• **Listed entries**:
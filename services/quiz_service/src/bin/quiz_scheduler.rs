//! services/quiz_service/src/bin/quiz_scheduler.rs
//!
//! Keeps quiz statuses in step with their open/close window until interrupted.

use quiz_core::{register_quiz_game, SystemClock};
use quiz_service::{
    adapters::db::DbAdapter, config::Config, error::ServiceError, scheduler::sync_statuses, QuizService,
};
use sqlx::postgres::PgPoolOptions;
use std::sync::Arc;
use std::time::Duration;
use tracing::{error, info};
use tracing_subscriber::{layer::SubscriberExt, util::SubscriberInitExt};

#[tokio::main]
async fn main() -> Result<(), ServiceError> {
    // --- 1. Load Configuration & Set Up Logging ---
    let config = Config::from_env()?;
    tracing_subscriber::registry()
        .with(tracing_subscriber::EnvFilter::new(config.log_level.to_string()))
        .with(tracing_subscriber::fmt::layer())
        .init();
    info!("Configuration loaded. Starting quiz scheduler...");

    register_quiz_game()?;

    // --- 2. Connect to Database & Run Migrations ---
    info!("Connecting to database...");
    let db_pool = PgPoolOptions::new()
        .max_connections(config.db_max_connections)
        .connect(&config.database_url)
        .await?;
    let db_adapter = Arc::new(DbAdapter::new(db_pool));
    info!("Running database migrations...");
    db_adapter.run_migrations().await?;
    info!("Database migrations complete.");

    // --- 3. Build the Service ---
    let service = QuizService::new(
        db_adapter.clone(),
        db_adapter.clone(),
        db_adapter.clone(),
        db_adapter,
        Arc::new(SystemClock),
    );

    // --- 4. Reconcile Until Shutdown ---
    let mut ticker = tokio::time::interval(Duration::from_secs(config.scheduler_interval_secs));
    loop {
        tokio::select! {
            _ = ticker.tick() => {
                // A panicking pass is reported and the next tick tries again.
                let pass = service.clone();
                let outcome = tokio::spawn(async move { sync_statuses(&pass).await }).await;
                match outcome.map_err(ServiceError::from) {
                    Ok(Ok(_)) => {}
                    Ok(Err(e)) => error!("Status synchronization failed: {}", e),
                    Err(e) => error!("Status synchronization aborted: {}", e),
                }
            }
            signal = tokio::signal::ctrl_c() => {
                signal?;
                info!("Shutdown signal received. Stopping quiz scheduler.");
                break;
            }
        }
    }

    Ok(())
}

• **What you should do**: Look through the entries above; find each line with the word "ServiceError" and copy it.

• **Exercise answer**:
    adapters::db::DbAdapter, config::Config, error::ServiceError, scheduler::sync_statuses, QuizService,
async fn main() -> Result<(), ServiceError> {
                match outcome.map_err(ServiceError::from) {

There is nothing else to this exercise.